§ GOAL OF THE EXERCISE
The entries below hold a line with "use std::time::Duration;" and a line with "use bloom_haven::pagination::PageParams;". Return those lines and all that lie between them, exactly and only.

§ PROVIDED ENTRIES
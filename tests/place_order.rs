use std::sync::Arc;
use std::time::Duration;

use bloom_haven::domain::{LinePayment, LineRequest, Money, NewProduct, PaymentMethod, PlaceOrder, Product, Quantity};
use bloom_haven::pagination::PageParams;
use bloom_haven::store::{MemoryStore, OrderRepository, ProductRepository, Store, SubscriptionRepository};
use bloom_haven::{ErrorKind, OrderCoordinator};
use chrono::NaiveDate;
use rust_decimal::Decimal;
use uuid::Uuid;

fn naira(units: i64) -> Money {
    Money::new(Decimal::new(units, 0))
}

fn coordinator(store: &Arc<MemoryStore>) -> OrderCoordinator {
    OrderCoordinator::new(store.clone(), Duration::from_secs(5))
}

async fn product(store: &MemoryStore, body: serde_json::Value) -> Product {
    let new: NewProduct = serde_json::from_value(body).unwrap();
    store.create_product(new).await.unwrap()
}

async fn stocked(store: &MemoryStore, name: &str, price: i64, stock: i32) -> Product {
    product(store, serde_json::json!({ "name": name, "price": price, "stock_quantity": stock })).await
}

async fn roses(store: &MemoryStore, price: i64, stock: i32) -> Product {
    stocked(store, "Red Roses", price, stock).await
}

fn line(product_id: Uuid, quantity: i64, amount: Money) -> LineRequest {
    LineRequest {
        product_id,
        stem_id: None,
        payment: LinePayment::Normal,
        quantity: Quantity::new(quantity).unwrap(),
        client_amount: amount,
    }
}

fn subscription_line(product_id: Uuid, quantity: i64, amount: Money) -> LineRequest {
    LineRequest { payment: LinePayment::Subscription { frequency: "weekly".into() }, ..line(product_id, quantity, amount) }
}

fn order(lines: Vec<LineRequest>) -> PlaceOrder {
    PlaceOrder {
        user_name: "Ada Obi".into(),
        user_phone_number: "08030000000".into(),
        payment_status: false,
        status: "pending".into(),
        // A Wednesday.
        delivery_date: NaiveDate::from_ymd_opt(2024, 6, 5).unwrap(),
        time_slot: "9am-12pm".into(),
        shipping_address: Some("12 Allen Avenue, Ikeja".into()),
        by_admin: false,
        lines,
    }
}

async fn stock_of(store: &MemoryStore, id: Uuid) -> i32 {
    ProductRepository::get_product(store, id).await.unwrap().stock_quantity
}

async fn order_count(store: &MemoryStore) -> u64 {
    store.list_orders(&Default::default(), PageParams::default()).await.unwrap().pagination.total
}

#[tokio::test]
async fn test_total_is_sum_of_items_and_stock_is_decremented() {
    let store = Arc::new(MemoryStore::new());
    let roses = roses(&store, 30, 5).await;
    let lilies = product(&store, serde_json::json!({ "name": "Lilies", "price": "12.50", "stock_quantity": 10 })).await;

    let placed = coordinator(&store)
        .place_order(order(vec![
            line(roses.id, 2, naira(60)),
            line(lilies.id, 3, Money::new(Decimal::new(3750, 2))),
        ]))
        .await
        .unwrap();

    assert_eq!(placed.items.len(), 2);
    assert_eq!(placed.total_amount, Money::new(Decimal::new(9750, 2)));
    assert_eq!(placed.items_total(), placed.total_amount);
    assert_eq!(stock_of(&store, roses.id).await, 3);
    assert_eq!(stock_of(&store, lilies.id).await, 7);
}

#[tokio::test]
async fn test_read_back_matches_request() {
    let store = Arc::new(MemoryStore::new());
    let roses = roses(&store, 30, 5).await;

    let placed = coordinator(&store).place_order(order(vec![line(roses.id, 1, naira(30))])).await.unwrap();
    let fetched = store.get_order(placed.id).await.unwrap();

    assert_eq!(fetched, placed);
    assert_eq!(fetched.user_name, "Ada Obi");
    assert_eq!(fetched.status, "pending");
    assert_eq!(fetched.delivery_date, NaiveDate::from_ymd_opt(2024, 6, 5).unwrap());
    assert_eq!(fetched.shipping_address.as_deref(), Some("12 Allen Avenue, Ikeja"));
    assert_eq!(fetched.items[0].product_id, roses.id);
    assert_eq!(fetched.items[0].quantity, 1);
    assert_eq!(fetched.items[0].payment_method, PaymentMethod::Normal);
    assert_eq!(fetched.items[0].frequency, None);
}

#[tokio::test]
async fn test_client_amount_is_compared_at_currency_precision() {
    let store = Arc::new(MemoryStore::new());
    let roses = roses(&store, 30, 5).await;

    let placed = coordinator(&store)
        .place_order(order(vec![line(roses.id, 1, Money::new(Decimal::new(300001, 4)))]))
        .await
        .unwrap();
    assert_eq!(placed.total_amount, naira(30));
}

#[tokio::test]
async fn test_insufficient_stock_leaves_everything_untouched() {
    let store = Arc::new(MemoryStore::new());
    let roses = roses(&store, 30, 5).await;
    let lilies = stocked(&store, "Lilies", 10, 1).await;

    let err = coordinator(&store)
        .place_order(order(vec![line(roses.id, 2, naira(60)), line(lilies.id, 2, naira(20))]))
        .await
        .unwrap_err();

    assert_eq!(err.kind(), ErrorKind::InvalidArgument);
    assert!(err.message().contains("insufficient stock"));
    assert_eq!(stock_of(&store, roses.id).await, 5);
    assert_eq!(stock_of(&store, lilies.id).await, 1);
    assert_eq!(order_count(&store).await, 0);
}

#[tokio::test]
async fn test_amount_mismatch_rolls_back_earlier_lines() {
    let store = Arc::new(MemoryStore::new());
    let roses = roses(&store, 30, 5).await;
    let lilies = stocked(&store, "Lilies", 10, 4).await;

    let err = coordinator(&store)
        .place_order(order(vec![
            line(roses.id, 1, naira(30)),
            subscription_line(lilies.id, 2, naira(25)),
        ]))
        .await
        .unwrap_err();

    assert_eq!(err.kind(), ErrorKind::InvalidArgument);
    assert!(err.message().contains("amount mismatch"));
    assert_eq!(stock_of(&store, roses.id).await, 5);
    assert_eq!(stock_of(&store, lilies.id).await, 4);
    assert_eq!(order_count(&store).await, 0);
    let subs = store.list_subscriptions(&Default::default(), PageParams::default()).await.unwrap();
    assert_eq!(subs.pagination.total, 0);
}

#[tokio::test]
async fn test_blank_frequency_is_rejected_before_any_write() {
    let store = Arc::new(MemoryStore::new());
    let roses = roses(&store, 30, 5).await;
    let mut bad = subscription_line(roses.id, 1, naira(30));
    bad.payment = LinePayment::Subscription { frequency: "  ".into() };

    let err = coordinator(&store).place_order(order(vec![bad])).await.unwrap_err();
    assert_eq!(err.kind(), ErrorKind::InvalidArgument);
    assert_eq!(stock_of(&store, roses.id).await, 5);
}

#[tokio::test]
async fn test_empty_order_is_rejected() {
    let store = Arc::new(MemoryStore::new());
    let err = coordinator(&store).place_order(order(vec![])).await.unwrap_err();
    assert_eq!(err.kind(), ErrorKind::InvalidArgument);
}

#[tokio::test]
async fn test_subscription_line_creates_linked_template_and_enrollment() {
    let store = Arc::new(MemoryStore::new());
    let roses = roses(&store, 30, 5).await;
    let lilies = stocked(&store, "Lilies", 10, 5).await;

    let placed = coordinator(&store)
        .place_order(order(vec![line(lilies.id, 1, naira(10)), subscription_line(roses.id, 2, naira(60))]))
        .await
        .unwrap();

    assert_eq!(placed.subscription_items().count(), 1);
    let item = placed.subscription_items().next().unwrap();
    assert_eq!(item.frequency.as_deref(), Some("weekly"));

    let subs = store.list_subscriptions(&Default::default(), PageParams::default()).await.unwrap();
    assert_eq!(subs.data.len(), 1);
    let template = &subs.data[0];
    assert_eq!(template.parent_order_id, Some(placed.id));
    assert_eq!(template.product_ids, vec![roses.id]);
    assert_eq!(template.price, naira(60));
    assert_eq!(template.name, "Ada Obi");
    assert!(template
        .description
        .starts_with("Subscription made by Ada Obi for product Red Roses of quantity 2 on "));

    let enrollments = store.list_user_subscriptions(&Default::default(), PageParams::default()).await.unwrap();
    assert_eq!(enrollments.data.len(), 1);
    let enrollment = &enrollments.data[0];
    assert_eq!(enrollment.subscription_id, template.id);
    assert_eq!(enrollment.day_of_week, 3);
    assert_eq!(enrollment.frequency, "weekly");
    assert!(enrollment.status);
    assert_eq!(enrollment.user_id, None);
    assert!(enrollment.end_date > enrollment.start_date);
}

#[tokio::test]
async fn test_stem_price_overrides_product_price() {
    let store = Arc::new(MemoryStore::new());
    let bouquet = product(
        &store,
        serde_json::json!({
            "name": "Tulip Bouquet",
            "has_stems": true,
            "stock_quantity": 8,
            "stems": [{ "stem_count": 10, "price": 15 }, { "stem_count": 20, "price": 28 }],
        }),
    )
    .await;
    assert_eq!(bouquet.price, naira(15));
    let twenty = bouquet.stems.iter().find(|s| s.stem_count == 20).unwrap().id;

    let mut stemmed = line(bouquet.id, 2, naira(56));
    stemmed.stem_id = Some(twenty);
    let placed = coordinator(&store).place_order(order(vec![stemmed])).await.unwrap();

    assert_eq!(placed.total_amount, naira(56));
    assert_eq!(placed.items[0].stem_id, Some(twenty));
    assert_eq!(stock_of(&store, bouquet.id).await, 6);
}

#[tokio::test]
async fn test_stem_of_another_product_is_rejected() {
    let store = Arc::new(MemoryStore::new());
    let roses = roses(&store, 30, 5).await;
    let bouquet = product(
        &store,
        serde_json::json!({
            "name": "Tulip Bouquet",
            "has_stems": true,
            "stock_quantity": 8,
            "stems": [{ "stem_count": 10, "price": 30 }],
        }),
    )
    .await;

    let mut crossed = line(roses.id, 1, naira(30));
    crossed.stem_id = Some(bouquet.stems[0].id);
    let err = coordinator(&store).place_order(order(vec![crossed])).await.unwrap_err();
    assert_eq!(err.kind(), ErrorKind::InvalidArgument);
    assert_eq!(stock_of(&store, roses.id).await, 5);
}

#[tokio::test]
async fn test_unknown_product_or_stem_is_not_found() {
    let store = Arc::new(MemoryStore::new());
    let roses = roses(&store, 30, 5).await;

    let err = coordinator(&store)
        .place_order(order(vec![line(Uuid::now_v7(), 1, naira(30))]))
        .await
        .unwrap_err();
    assert_eq!(err.kind(), ErrorKind::NotFound);

    let mut ghost_stem = line(roses.id, 1, naira(30));
    ghost_stem.stem_id = Some(Uuid::now_v7());
    let err = coordinator(&store).place_order(order(vec![ghost_stem])).await.unwrap_err();
    assert_eq!(err.kind(), ErrorKind::NotFound);
    assert_eq!(order_count(&store).await, 0);
}

#[tokio::test]
async fn test_deleted_product_cannot_be_ordered() {
    let store = Arc::new(MemoryStore::new());
    let roses = roses(&store, 30, 5).await;
    store.delete_product(roses.id).await.unwrap();

    let err = coordinator(&store).place_order(order(vec![line(roses.id, 1, naira(30))])).await.unwrap_err();
    assert_eq!(err.kind(), ErrorKind::NotFound);
}

#[tokio::test]
async fn test_concurrent_orders_for_last_unit_admit_exactly_one() {
    let store = Arc::new(MemoryStore::new());
    let roses = roses(&store, 30, 1).await;
    let coordinator = coordinator(&store);

    let (first, second) = tokio::join!(
        coordinator.place_order(order(vec![line(roses.id, 1, naira(30))])),
        coordinator.place_order(order(vec![line(roses.id, 1, naira(30))])),
    );

    let outcomes = [first, second];
    assert_eq!(outcomes.iter().filter(|r| r.is_ok()).count(), 1);
    let failure = outcomes.iter().find_map(|r| r.as_ref().err()).unwrap();
    assert_eq!(failure.kind(), ErrorKind::InvalidArgument);
    assert_eq!(stock_of(&store, roses.id).await, 0);
    assert_eq!(order_count(&store).await, 1);
}

#[tokio::test]
async fn test_transaction_that_cannot_start_in_time_fails_internal() {
    let store = Arc::new(MemoryStore::new());
    let roses = roses(&store, 30, 5).await;
    let coordinator = OrderCoordinator::new(store.clone(), Duration::from_millis(50));

    let held = store.begin().await.unwrap();
    let err = coordinator.place_order(order(vec![line(roses.id, 1, naira(30))])).await.unwrap_err();
    drop(held);

    assert_eq!(err.kind(), ErrorKind::Internal);
    assert_eq!(stock_of(&store, roses.id).await, 5);
    assert_eq!(order_count(&store).await, 0);
}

§ RESPONSE FOR THIS EXERCISE
use std::time::Duration;

use bloom_haven::domain::{LinePayment, LineRequest, Money, NewProduct, PaymentMethod, PlaceOrder, Product, Quantity};
use bloom_haven::pagination::PageParams;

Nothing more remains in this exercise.